Refraction of Light

Questions and Answers

What is the main reason for the bending of light as it passes from one medium to another?

The amplitude of light changes in different media

The wavelength of light changes in different media

The frequency of light changes in different media

The speed of light changes in different media (correct)

What is the equation that relates the angles of incidence and refraction?

Reflection Law: θ1 = θ2

Snell's Law: n1 sin(θ1) = n2 sin(θ2) (correct)

Refraction Law: n1 θ1 = n2 θ2

Fermat's Principle: n1 cos(θ1) = n2 cos(θ2)

What type of mirror is used to converge light?

Spherical mirror

Concave mirror (correct)

Convex mirror

Plane mirror

What is the formula that relates the object distance, image distance, and focal length of a mirror?
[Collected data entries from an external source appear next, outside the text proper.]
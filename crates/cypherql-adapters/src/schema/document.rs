//! Owned model of an annotated schema document.
//!
//! Only what the compiler needs survives conversion: object, interface and
//! input types with their fields, arguments and directives. Directive
//! argument values are kept as JSON so enum tokens (`direction: IN`) and
//! strings read the same way.

use indexmap::IndexMap;
use serde_json::Value;

/// A parsed, immutable schema.
#[derive(Debug, Clone, Default)]
pub struct SchemaDocument {
    /// Type definitions in declaration order.
    pub types: Vec<TypeDefinition>,
}

impl SchemaDocument {
    /// Returns the type definition with the given name.
    pub fn get_type(&self, name: &str) -> Option<&TypeDefinition> {
        self.types.iter().find(|t| t.name == name)
    }
}

/// Kind of a type definition.
#[derive(Debug, Clone, Copy, PartialEq, Eq)]
pub enum TypeKind {
    /// `type X { ... }`
    Object,
    /// `interface X { ... }`
    Interface,
    /// `input X { ... }`
    InputObject,
    /// `enum X { ... }`
    Enum,
    /// `scalar X`
    Scalar,
    /// `union X = ...`
    Union,
}

/// A named type definition.
#[derive(Debug, Clone)]
pub struct TypeDefinition {
    /// Type name.
    pub name: String,
    /// Definition kind.
    pub kind: TypeKind,
    /// Directives attached to the type.
    pub directives: Vec<Directive>,
    /// Fields (object/interface) or input fields (input objects).
    pub fields: Vec<FieldDefinition>,
}

impl TypeDefinition {
    /// Returns the field with the given name.
    pub fn field(&self, name: &str) -> Option<&FieldDefinition> {
        self.fields.iter().find(|f| f.name == name)
    }

    /// Returns the first directive with the given name.
    pub fn directive(&self, name: &str) -> Option<&Directive> {
        self.directives.iter().find(|d| d.name == name)
    }
}

/// A field of an object, interface, or input type.
#[derive(Debug, Clone)]
pub struct FieldDefinition {
    /// Field name.
    pub name: String,
    /// Declared type.
    pub ty: TypeRef,
    /// Declared arguments (always empty for input fields).
    pub arguments: Vec<InputValueDefinition>,
    /// Directives attached to the field.
    pub directives: Vec<Directive>,
}

impl FieldDefinition {
    /// Returns the first directive with the given name.
    pub fn directive(&self, name: &str) -> Option<&Directive> {
        self.directives.iter().find(|d| d.name == name)
    }

    /// Returns true if a directive with the given name is attached.
    pub fn has_directive(&self, name: &str) -> bool {
        self.directive(name).is_some()
    }
}

/// A field argument.
#[derive(Debug, Clone)]
pub struct InputValueDefinition {
    /// Argument name.
    pub name: String,
    /// Declared type.
    pub ty: TypeRef,
    /// Default value, if declared.
    pub default_value: Option<Value>,
    /// Directives attached to the argument.
    pub directives: Vec<Directive>,
}

impl InputValueDefinition {
    /// Returns the first directive with the given name.
    pub fn directive(&self, name: &str) -> Option<&Directive> {
        self.directives.iter().find(|d| d.name == name)
    }
}

/// A type reference reduced to what the compiler cares about.
///
/// `[Person!]!` becomes `{ name: "Person", is_list: true, required: true }`.
#[derive(Debug, Clone, PartialEq, Eq)]
pub struct TypeRef {
    /// Innermost named type.
    pub name: String,
    /// Whether the outermost wrapper is a list.
    pub is_list: bool,
    /// Whether the outermost wrapper is non-null.
    pub required: bool,
}

impl TypeRef {
    /// A nullable, non-list reference to `name`.
    pub fn named(name: impl Into<String>) -> Self {
        Self {
            name: name.into(),
            is_list: false,
            required: false,
        }
    }
}

/// A directive application such as `@relationship(type: "knows", direction: OUT)`.
#[derive(Debug, Clone, PartialEq)]
pub struct Directive {
    /// Directive name without the `@`.
    pub name: String,
    /// Arguments in declaration order.
    pub arguments: IndexMap<String, Value>,
}

impl Directive {
    /// Returns the argument with the given name.
    pub fn argument(&self, name: &str) -> Option<&Value> {
        self.arguments.get(name)
    }

    /// Returns the argument as a string, if it is a string or enum token.
    pub fn string_argument(&self, name: &str) -> Option<&str> {
        self.argument(name).and_then(Value::as_str)
    }

    /// Returns the first argument that is a string, whatever its name.
    pub fn first_string_argument(&self) -> Option<&str> {
        self.arguments.values().find_map(Value::as_str)
    }
}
Mirror equation: 1/do + 1/di = 1/f

What type of lens is used to diverge light?

Concave lens

What is the term for the angle of incidence above which total internal reflection occurs?

Critical angle

What is the equation that calculates the critical angle?

sin(θc) = n2/n1

What is an application of total internal reflection?

Optical fibers

Study Notes

Refraction

• Refraction is the bending of light as it passes from one medium to another
• Occurs because light travels at different speeds in different media
• Snell's Law: n1 sin(θ1) = n2 sin(θ2)
  • n1 and n2 are the refractive indices of the two media
  • θ1 and θ2 are the angles of incidence and refraction
• Total internal reflection occurs when light passes from a medium with a higher refractive index to a medium with a lower refractive index and the angle of incidence is greater than the critical angle

Mirrors

• Types of mirrors:
  • Plane mirrors: flat mirrors that reflect light
  • Spherical mirrors: curved mirrors that can be concave or convex
• Mirror equation: 1/do + 1/di = 1/f
  • do is the distance from the object to the mirror
  • di is the distance from the image to the mirror
  • f is the focal length of the mirror
• Mirror formula: m = -di/do = -f/(do-f)
  • m is the magnification of the mirror

Lenses

• Types of lenses:
  • Convex lenses: thicker in the middle than at the edges, converge light
  • Concave lenses: thinner in the middle than at the edges, diverge light
• Lensmaker's equation: 1/do + 1/di = 1/f
  • do is the distance from the object to the lens
  • di is the distance from the image to the lens
  • f is the focal length of the lens
• Lens formula: m = -di/do = -f/(do-f)
  • m is the magnification of the lens

Total Internal Reflection

• Occurs when light passes from a medium with a higher refractive index to a medium with a lower refractive index and the angle of incidence is greater than the critical angle
• Critical angle: the angle of incidence above which total internal reflection occurs
• Calculated using Snell's Law: sin(θc) = n2/n1
  • θc is the critical angle
  • n1 and n2 are the refractive indices of the two media
• Applications: optical fibers, prisms, and lenses

Refraction

• Refraction occurs due to the change in light speed as it passes from one medium to another
• Snell's Law governs refraction, given by n1 sin(θ1) = n2 sin(θ2)
• The law relates refractive indices n1 and n2 to angles of incidence θ1 and refraction θ2

Mirrors

• Plane mirrors are flat and reflect light, while spherical mirrors are curved and can be concave or convex
• Mirror equation: 1/do + 1/di = 1/f, relating object distance do, image distance di, and focal length f
• Mirror formula: m = -di/do = -f/(do-f), giving the magnification m of the mirror

Lenses

• Convex lenses are thicker in the middle and converge light, while concave lenses are thinner in the middle and diverge light
• Lensmaker's equation: 1/do + 1/di = 1/f, relating object distance do, image distance di, and focal length f
• Lens formula: m = -di/do = -f/(do-f), giving the magnification m of the lens

Total Internal Reflection

• Total internal reflection occurs when light passes from a higher refractive index to a lower refractive index and the angle of incidence exceeds the critical angle
• Critical angle calculation: sin(θc) = n2/n1, where θc is the critical angle and n1 and n2 are the refractive indices
• Applications of total internal reflection include optical fibers, prisms, and lenses

Description

Test your understanding of refraction, the bending of light as it passes from one medium to another. Learn about Snell's Law and total internal reflection.